Prompt - Give the number of lines in the data below where the string "BufferUsages" occurs, and nothing else.

[Stored data]

------------------------------

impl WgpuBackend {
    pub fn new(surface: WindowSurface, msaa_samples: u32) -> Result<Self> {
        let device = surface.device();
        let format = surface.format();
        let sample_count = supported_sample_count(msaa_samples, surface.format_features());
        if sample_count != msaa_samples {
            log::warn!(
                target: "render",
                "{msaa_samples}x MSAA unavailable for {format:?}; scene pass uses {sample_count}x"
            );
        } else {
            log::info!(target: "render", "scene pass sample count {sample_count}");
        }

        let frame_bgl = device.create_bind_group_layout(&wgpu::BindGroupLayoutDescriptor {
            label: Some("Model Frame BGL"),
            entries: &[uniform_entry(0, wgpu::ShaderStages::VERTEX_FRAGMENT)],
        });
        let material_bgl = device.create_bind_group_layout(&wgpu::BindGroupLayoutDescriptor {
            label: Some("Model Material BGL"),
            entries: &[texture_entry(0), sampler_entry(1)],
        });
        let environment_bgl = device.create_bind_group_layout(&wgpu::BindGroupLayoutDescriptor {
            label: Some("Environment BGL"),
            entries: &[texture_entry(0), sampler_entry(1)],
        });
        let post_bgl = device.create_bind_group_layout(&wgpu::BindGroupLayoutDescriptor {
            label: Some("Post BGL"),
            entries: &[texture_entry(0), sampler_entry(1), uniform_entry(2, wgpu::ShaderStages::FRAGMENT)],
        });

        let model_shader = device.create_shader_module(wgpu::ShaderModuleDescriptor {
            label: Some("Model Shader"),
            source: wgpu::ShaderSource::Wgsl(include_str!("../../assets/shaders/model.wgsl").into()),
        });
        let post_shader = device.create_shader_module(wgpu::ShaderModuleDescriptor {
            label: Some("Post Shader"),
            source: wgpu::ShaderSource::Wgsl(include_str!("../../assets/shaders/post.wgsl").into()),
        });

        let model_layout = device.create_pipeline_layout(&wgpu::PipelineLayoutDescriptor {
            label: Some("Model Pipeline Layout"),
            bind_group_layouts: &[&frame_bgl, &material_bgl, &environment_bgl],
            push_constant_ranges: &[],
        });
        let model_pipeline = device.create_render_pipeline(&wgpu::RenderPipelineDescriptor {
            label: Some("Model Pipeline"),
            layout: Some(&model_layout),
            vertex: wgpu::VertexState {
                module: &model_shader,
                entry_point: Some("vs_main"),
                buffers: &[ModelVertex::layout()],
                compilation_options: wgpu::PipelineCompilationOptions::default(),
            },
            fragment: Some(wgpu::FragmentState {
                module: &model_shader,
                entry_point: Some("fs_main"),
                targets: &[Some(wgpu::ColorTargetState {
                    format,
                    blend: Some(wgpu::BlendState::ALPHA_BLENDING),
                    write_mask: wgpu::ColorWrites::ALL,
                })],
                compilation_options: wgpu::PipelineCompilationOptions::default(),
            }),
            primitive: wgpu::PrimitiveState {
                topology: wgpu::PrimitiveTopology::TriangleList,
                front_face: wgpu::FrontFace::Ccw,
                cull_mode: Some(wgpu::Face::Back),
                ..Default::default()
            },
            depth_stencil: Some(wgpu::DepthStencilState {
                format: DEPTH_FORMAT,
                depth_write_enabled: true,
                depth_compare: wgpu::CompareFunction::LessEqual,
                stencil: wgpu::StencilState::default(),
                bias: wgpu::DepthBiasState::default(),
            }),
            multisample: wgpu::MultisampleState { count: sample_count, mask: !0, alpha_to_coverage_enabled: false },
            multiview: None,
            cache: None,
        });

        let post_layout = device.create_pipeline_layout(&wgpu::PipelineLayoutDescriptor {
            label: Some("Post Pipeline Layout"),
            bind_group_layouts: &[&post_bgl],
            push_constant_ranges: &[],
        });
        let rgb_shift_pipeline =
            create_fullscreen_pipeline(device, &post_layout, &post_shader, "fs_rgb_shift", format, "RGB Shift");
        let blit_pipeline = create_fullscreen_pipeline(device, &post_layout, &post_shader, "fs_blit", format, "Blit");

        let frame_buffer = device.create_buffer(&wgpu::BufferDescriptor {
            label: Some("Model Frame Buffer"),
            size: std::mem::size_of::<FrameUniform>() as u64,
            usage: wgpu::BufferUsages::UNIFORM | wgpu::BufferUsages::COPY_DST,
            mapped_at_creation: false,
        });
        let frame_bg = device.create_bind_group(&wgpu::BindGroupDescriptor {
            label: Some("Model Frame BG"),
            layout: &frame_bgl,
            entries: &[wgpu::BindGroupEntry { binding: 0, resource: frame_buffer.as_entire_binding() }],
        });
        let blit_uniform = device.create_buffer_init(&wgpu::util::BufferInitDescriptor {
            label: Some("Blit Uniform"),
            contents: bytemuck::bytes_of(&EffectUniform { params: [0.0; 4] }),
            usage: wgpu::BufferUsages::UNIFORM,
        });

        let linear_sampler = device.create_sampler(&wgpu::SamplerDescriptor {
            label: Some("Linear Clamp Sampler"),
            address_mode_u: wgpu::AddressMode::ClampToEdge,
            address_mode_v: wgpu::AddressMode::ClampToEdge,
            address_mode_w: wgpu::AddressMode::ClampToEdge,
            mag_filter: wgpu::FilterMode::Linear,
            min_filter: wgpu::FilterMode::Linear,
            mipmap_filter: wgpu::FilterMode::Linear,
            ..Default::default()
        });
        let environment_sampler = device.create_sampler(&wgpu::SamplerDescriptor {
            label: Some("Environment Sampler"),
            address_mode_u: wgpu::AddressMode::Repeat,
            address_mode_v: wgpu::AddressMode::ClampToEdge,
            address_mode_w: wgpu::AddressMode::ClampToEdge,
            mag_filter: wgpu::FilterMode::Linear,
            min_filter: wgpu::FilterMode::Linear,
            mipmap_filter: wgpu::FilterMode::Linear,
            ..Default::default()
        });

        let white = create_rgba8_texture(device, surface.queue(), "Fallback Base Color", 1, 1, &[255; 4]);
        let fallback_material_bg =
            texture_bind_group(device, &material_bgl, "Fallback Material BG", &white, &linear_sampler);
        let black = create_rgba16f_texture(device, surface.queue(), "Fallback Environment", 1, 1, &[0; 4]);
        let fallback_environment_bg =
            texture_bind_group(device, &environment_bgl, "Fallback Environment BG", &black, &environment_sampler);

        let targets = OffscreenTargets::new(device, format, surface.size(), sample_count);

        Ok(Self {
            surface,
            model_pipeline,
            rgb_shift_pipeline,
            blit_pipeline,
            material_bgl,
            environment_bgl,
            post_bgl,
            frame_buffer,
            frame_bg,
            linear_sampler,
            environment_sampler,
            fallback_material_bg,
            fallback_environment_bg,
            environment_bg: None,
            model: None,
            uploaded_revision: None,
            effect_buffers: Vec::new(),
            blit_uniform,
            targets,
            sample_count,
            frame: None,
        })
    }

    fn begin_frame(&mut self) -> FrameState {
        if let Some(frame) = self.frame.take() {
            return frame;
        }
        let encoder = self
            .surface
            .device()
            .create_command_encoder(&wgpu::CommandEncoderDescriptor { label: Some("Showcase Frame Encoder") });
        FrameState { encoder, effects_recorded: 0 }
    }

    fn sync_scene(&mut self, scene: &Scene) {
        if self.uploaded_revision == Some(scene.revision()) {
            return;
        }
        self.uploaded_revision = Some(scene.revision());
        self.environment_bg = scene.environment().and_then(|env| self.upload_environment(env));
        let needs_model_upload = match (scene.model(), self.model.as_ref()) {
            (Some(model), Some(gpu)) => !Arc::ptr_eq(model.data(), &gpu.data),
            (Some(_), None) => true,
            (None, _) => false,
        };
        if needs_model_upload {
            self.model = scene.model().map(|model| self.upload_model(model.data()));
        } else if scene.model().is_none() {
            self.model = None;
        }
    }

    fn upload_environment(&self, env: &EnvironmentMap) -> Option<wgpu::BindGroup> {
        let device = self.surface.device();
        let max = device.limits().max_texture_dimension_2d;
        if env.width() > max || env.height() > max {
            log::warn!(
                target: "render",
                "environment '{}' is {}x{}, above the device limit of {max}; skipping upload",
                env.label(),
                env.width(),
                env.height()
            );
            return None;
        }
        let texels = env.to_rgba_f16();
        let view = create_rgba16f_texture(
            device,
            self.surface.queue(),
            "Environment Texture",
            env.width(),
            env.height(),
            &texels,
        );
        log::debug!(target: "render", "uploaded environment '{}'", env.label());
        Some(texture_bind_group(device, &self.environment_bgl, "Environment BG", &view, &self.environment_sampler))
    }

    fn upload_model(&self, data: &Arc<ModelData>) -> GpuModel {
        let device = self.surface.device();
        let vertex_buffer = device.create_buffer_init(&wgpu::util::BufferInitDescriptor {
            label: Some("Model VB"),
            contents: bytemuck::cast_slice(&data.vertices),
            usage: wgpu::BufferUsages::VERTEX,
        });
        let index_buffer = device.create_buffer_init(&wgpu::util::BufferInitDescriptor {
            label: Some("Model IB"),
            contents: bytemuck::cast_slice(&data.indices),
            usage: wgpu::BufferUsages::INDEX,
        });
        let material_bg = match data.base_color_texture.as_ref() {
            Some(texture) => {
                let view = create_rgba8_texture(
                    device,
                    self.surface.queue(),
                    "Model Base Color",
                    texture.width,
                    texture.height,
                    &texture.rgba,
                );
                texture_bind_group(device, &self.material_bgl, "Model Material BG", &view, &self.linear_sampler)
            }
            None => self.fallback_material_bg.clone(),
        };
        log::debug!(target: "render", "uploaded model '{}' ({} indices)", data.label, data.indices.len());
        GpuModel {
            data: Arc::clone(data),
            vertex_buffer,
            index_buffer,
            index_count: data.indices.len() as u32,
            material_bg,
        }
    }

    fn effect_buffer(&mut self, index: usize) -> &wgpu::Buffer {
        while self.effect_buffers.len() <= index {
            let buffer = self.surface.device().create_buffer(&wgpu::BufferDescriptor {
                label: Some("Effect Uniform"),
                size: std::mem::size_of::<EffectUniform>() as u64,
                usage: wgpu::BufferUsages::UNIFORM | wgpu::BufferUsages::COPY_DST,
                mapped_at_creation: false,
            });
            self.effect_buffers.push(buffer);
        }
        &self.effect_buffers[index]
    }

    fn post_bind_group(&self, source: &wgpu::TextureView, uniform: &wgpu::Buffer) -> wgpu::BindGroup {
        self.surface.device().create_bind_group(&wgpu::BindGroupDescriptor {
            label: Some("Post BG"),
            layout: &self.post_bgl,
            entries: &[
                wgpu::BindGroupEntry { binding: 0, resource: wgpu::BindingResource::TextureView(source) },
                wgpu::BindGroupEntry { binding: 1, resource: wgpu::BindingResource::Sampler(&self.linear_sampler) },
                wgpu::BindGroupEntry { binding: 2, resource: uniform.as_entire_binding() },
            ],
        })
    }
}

------------------------------

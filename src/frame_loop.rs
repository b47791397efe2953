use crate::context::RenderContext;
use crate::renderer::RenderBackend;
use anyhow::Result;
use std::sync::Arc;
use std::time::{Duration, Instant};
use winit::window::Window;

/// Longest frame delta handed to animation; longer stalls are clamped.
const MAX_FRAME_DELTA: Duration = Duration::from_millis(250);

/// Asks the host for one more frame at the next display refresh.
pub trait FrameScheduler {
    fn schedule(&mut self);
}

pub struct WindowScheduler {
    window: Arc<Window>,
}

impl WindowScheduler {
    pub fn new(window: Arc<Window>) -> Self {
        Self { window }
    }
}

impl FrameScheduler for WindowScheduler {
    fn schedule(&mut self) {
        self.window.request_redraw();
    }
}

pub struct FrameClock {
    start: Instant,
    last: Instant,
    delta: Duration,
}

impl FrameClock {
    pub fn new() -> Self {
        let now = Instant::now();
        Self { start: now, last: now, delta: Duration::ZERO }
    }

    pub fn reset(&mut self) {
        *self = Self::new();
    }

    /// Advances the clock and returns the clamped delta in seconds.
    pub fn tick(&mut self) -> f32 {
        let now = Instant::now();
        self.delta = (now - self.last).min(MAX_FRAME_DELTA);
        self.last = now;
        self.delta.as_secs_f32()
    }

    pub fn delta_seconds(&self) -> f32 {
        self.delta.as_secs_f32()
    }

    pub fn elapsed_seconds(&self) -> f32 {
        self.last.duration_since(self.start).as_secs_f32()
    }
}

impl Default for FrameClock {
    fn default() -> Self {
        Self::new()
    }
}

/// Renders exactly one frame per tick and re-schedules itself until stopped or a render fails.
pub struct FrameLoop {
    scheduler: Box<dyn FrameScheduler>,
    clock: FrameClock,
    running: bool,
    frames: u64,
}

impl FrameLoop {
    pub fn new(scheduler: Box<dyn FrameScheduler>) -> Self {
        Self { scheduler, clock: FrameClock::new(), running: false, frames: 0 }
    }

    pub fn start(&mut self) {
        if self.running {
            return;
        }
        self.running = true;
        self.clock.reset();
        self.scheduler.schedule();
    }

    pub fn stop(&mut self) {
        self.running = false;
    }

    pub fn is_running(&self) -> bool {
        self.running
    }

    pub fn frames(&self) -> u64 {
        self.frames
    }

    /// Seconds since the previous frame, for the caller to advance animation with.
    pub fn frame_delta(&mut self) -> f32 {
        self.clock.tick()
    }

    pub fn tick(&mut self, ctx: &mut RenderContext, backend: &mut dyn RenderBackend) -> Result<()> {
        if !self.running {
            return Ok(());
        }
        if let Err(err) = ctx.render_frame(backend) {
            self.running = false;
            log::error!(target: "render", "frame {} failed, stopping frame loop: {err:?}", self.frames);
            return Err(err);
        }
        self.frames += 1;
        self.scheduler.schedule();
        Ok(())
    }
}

------------------------------

Your response - 5